Earnings and cash flow from our refining operations are primarily affected by the difference between refined product prices and the prices for crude oil and other feedstocks. The cost to acquire crude oil and other feedstocks and the price of the refined petroleum products we ultimately sell depend on numerous factors beyond our control, including the supply of, and demand for, crude oil, gasoline and other refined petroleum products, which, in turn, depend on, among other factors, changes in domestic and foreign economies, weather conditions, domestic and foreign political affairs, production levels, availability of imports, marketing of competitive fuels and government regulation.
32
We monitor our per barrel refinery operating margins in order to measure our operating performance. We calculate the per barrel operating margin for the Nixon Facility by dividing the refinery’s gross margin by its throughput volumes. Gross margin is the difference between net sales and cost of sales (excluding any substantial unrealized hedge positions and certain inventory adjustments).

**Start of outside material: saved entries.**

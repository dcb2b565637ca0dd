//! SinkHandle - type-erased, shareable sink with its own metrics and timeout

use std::any::Any;
use std::panic::AssertUnwindSafe;
use std::sync::Arc;
use std::time::{Duration, Instant};

use futures::future::BoxFuture;
use futures::FutureExt;
use tracing::{debug, error, instrument};

use contracts::{ContractError, HeaderSet, ReplicationSink, TelemetryBatch};

use crate::metrics::SinkMetrics;

type ReplicateFn = dyn Fn(Arc<TelemetryBatch>, Arc<HeaderSet>) -> BoxFuture<'static, Result<(), ContractError>>
    + Send
    + Sync;

/// Handle to a registered sink
///
/// Cheap to clone; every clone drives the same sink instance and shares
/// its metrics.
#[derive(Clone)]
pub struct SinkHandle {
    /// Sink name
    name: String,
    /// Erased `ReplicationSink::replicate`
    replicate: Arc<ReplicateFn>,
    /// Shared metrics
    metrics: Arc<SinkMetrics>,
    /// Per-replication timeout
    timeout: Option<Duration>,
}

impl SinkHandle {
    /// Wrap a sink
    pub fn new<S>(sink: S) -> Self
    where
        S: ReplicationSink + Sync + 'static,
    {
        let name = sink.name().to_string();
        let sink = Arc::new(sink);

        // A panic becomes this sink's error so the accounting below still runs.
        let sink_name = name.clone();
        let replicate = move |batch: Arc<TelemetryBatch>,
                              headers: Arc<HeaderSet>|
              -> BoxFuture<'static, Result<(), ContractError>> {
            let sink = Arc::clone(&sink);
            let sink_name = sink_name.clone();
            Box::pin(async move {
                AssertUnwindSafe(sink.replicate(&batch, &headers))
                    .catch_unwind()
                    .await
                    .unwrap_or_else(|panic| {
                        Err(ContractError::sink_panicked(sink_name, panic_message(&*panic)))
                    })
            })
        };

        Self {
            name,
            replicate: Arc::new(replicate),
            metrics: Arc::new(SinkMetrics::new()),
            timeout: None,
        }
    }

    /// Bound every replication by `timeout`
    pub fn with_timeout(mut self, timeout: Duration) -> Self {
        self.timeout = Some(timeout);
        self
    }

    /// Get sink name
    pub fn name(&self) -> &str {
        &self.name
    }

    /// Get current metrics
    pub fn metrics(&self) -> &Arc<SinkMetrics> {
        &self.metrics
    }

    pub fn timeout(&self) -> Option<Duration> {
        self.timeout
    }

    /// Run one replication, recording the outcome
    #[instrument(
        name = "sink_replicate",
        skip(self, batch, headers),
        fields(sink = %self.name, records = batch.len())
    )]
    pub async fn replicate(
        &self,
        batch: Arc<TelemetryBatch>,
        headers: Arc<HeaderSet>,
    ) -> Result<(), ContractError> {
        let records = batch.len();
        let started = Instant::now();
        self.metrics.enter();

        let fut = (self.replicate)(batch, headers);
        let result = match self.timeout {
            Some(timeout) => match tokio::time::timeout(timeout, fut).await {
                Ok(result) => result,
                Err(_) => {
                    self.metrics.inc_timeout_count();
                    Err(ContractError::SinkTimeout {
                        sink_name: self.name.clone(),
                        timeout_ms: timeout.as_millis() as u64,
                    })
                }
            },
            None => fut.await,
        };

        self.metrics.exit();
        let latency_ms = started.elapsed().as_secs_f64() * 1000.0;

        match &result {
            Ok(()) => {
                self.metrics.inc_replicated(records);
                debug!(sink = %self.name, records, latency_ms, "Replication succeeded");
            }
            Err(e) => {
                self.metrics.inc_failure_count();
                error!(
                    sink = %self.name,
                    records,
                    latency_ms,
                    error = %e,
                    "Replication failed"
                );
            }
        }
        observability::record_sink_result(&self.name, result.is_ok(), latency_ms);

        result
    }
}

fn panic_message(panic: &(dyn Any + Send)) -> String {
    if let Some(message) = panic.downcast_ref::<&str>() {
        (*message).to_string()
    } else if let Some(message) = panic.downcast_ref::<String>() {
        message.clone()
    } else {
        "unknown panic".to_string()
    }
}

impl std::fmt::Debug for SinkHandle {
    fn fmt(&self, f: &mut std::fmt::Formatter<'_>) -> std::fmt::Result {
        f.debug_struct("SinkHandle")
            .field("name", &self.name)
            .field("timeout", &self.timeout)
            .finish_non_exhaustive()
    }
}

#[cfg(test)]
mod tests {
    use super::*;
    use std::sync::atomic::{AtomicU64, Ordering};
    use tokio::time::sleep;

    /// Mock sink for testing
    struct MockSink {
        name: String,
        write_count: Arc<AtomicU64>,
        should_fail: bool,
        delay_ms: u64,
    }

    impl ReplicationSink for MockSink {
        fn name(&self) -> &str {
            &self.name
        }

        async fn replicate(
            &self,
            _batch: &TelemetryBatch,
            _headers: &HeaderSet,
        ) -> Result<(), ContractError> {
            if self.delay_ms > 0 {
                sleep(Duration::from_millis(self.delay_ms)).await;
            }
            if self.should_fail {
                return Err(ContractError::sink_write(&self.name, "mock failure"));
            }
            self.write_count.fetch_add(1, Ordering::Relaxed);
            Ok(())
        }
    }

    fn mock(name: &str, should_fail: bool, delay_ms: u64) -> (MockSink, Arc<AtomicU64>) {
        let write_count = Arc::new(AtomicU64::new(0));
        let sink = MockSink {
            name: name.to_string(),
            write_count: Arc::clone(&write_count),
            should_fail,
            delay_ms,
        };
        (sink, write_count)
    }

    fn empty_inputs() -> (Arc<TelemetryBatch>, Arc<HeaderSet>) {
        (
            Arc::new(TelemetryBatch::default()),
            Arc::new(HeaderSet::default()),
        )
    }

    #[tokio::test]
    async fn test_sink_handle_basic() {
        let (sink, write_count) = mock("test", false, 0);
        let handle = SinkHandle::new(sink);
        assert_eq!(handle.name(), "test");

        for _ in 0..5 {
            let (batch, headers) = empty_inputs();
            handle.replicate(batch, headers).await.unwrap();
        }

        assert_eq!(write_count.load(Ordering::Relaxed), 5);
        assert_eq!(handle.metrics().replicated_count(), 5);
        assert_eq!(handle.metrics().in_flight(), 0);
    }

    #[tokio::test]
    async fn test_sink_handle_failure_recorded() {
        let (sink, _) = mock("failing", true, 0);
        let handle = SinkHandle::new(sink);

        let (batch, headers) = empty_inputs();
        let result = handle.replicate(batch, headers).await;

        assert!(matches!(result, Err(ContractError::SinkWrite { .. })));
        assert_eq!(handle.metrics().failure_count(), 1);
        assert_eq!(handle.metrics().replicated_count(), 0);
    }

    #[tokio::test]
    async fn test_sink_handle_timeout() {
        let (sink, write_count) = mock("slow", false, 500);
        let handle = SinkHandle::new(sink).with_timeout(Duration::from_millis(20));

        let (batch, headers) = empty_inputs();
        let result = handle.replicate(batch, headers).await;

        assert!(matches!(result, Err(ContractError::SinkTimeout { .. })));
        assert_eq!(write_count.load(Ordering::Relaxed), 0);
        assert_eq!(handle.metrics().timeout_count(), 1);
        assert_eq!(handle.metrics().failure_count(), 1);
    }

    struct PanickingSink;

    impl ReplicationSink for PanickingSink {
        fn name(&self) -> &str {
            "panicking"
        }

        async fn replicate(
            &self,
            _batch: &TelemetryBatch,
            _headers: &HeaderSet,
        ) -> Result<(), ContractError> {
            panic!("index out of range")
        }
    }

    #[tokio::test]
    async fn test_sink_handle_panic_recorded() {
        let handle = SinkHandle::new(PanickingSink);

        let (batch, headers) = empty_inputs();
        let result = handle.replicate(batch, headers).await;

        match result {
            Err(ContractError::SinkPanicked { sink_name, message }) => {
                assert_eq!(sink_name, "panicking");
                assert_eq!(message, "index out of range");
            }
            other => panic!("expected SinkPanicked, got {other:?}"),
        }
        assert_eq!(handle.metrics().failure_count(), 1);
        assert_eq!(handle.metrics().in_flight(), 0);
    }

    #[tokio::test]
    async fn test_sink_handle_clones_share_metrics() {
        let (sink, _) = mock("shared", false, 0);
        let handle = SinkHandle::new(sink);
        let clone = handle.clone();

        let (batch, headers) = empty_inputs();
        clone.replicate(batch, headers).await.unwrap();

        assert_eq!(handle.metrics().replicated_count(), 1);
    }
}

The Nixon Facility is capable of processing substantial volumes of low-sulfur crude oil (sweet crude) and condensate to produce a high percentage of light, higher valued refined petroleum products. Sweet crude and condensate derived from surrounding Eagle Ford Shale production currently comprises 100% of the Nixon Facility’s input.
The nature of our business requires us to maintain access to substantial quantities of crude oil and refined product inventories. Crude oil and refined petroleum products are essentially commodities, and we have no control over the changing market value of these inventories. We utilize an inventory risk management policy in which derivative instruments may be used as economic hedges to reduce our crude oil and refined petroleum products inventory commodity price risk.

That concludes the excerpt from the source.